Track down each line below containing the string "PayrollPayload" and copy it.

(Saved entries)
= Beginning of Section =
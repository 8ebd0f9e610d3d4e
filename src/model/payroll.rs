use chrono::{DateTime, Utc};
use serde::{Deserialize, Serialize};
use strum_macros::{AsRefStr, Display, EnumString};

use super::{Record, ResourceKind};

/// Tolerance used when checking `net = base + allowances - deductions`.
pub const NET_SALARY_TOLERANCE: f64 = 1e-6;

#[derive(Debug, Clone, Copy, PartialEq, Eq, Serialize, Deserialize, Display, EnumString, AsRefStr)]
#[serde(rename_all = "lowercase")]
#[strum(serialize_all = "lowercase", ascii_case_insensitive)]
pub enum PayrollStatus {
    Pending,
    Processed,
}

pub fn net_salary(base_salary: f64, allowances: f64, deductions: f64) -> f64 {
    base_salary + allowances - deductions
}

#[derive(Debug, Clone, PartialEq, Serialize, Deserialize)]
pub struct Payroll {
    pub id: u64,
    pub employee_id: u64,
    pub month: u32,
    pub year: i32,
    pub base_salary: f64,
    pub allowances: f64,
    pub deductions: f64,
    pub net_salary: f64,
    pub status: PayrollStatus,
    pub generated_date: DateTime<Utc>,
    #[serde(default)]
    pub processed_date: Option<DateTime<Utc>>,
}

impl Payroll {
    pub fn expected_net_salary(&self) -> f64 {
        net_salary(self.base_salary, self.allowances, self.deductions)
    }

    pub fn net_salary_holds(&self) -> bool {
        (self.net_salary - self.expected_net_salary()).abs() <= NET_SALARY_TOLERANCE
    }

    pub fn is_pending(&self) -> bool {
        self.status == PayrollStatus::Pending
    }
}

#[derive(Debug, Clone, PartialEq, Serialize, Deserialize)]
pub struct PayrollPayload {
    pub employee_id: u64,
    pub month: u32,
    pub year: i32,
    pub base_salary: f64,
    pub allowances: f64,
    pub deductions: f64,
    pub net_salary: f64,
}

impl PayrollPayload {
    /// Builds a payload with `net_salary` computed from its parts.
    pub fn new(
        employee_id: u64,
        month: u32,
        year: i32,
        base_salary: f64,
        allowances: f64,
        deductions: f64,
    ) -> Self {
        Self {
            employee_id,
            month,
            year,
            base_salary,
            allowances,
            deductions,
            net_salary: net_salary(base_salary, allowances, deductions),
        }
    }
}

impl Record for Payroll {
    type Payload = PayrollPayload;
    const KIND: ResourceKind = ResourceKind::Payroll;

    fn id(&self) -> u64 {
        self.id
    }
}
= End of Section =
◆ YOUR SOLUTION:
pub struct PayrollPayload {
impl PayrollPayload {
    type Payload = PayrollPayload;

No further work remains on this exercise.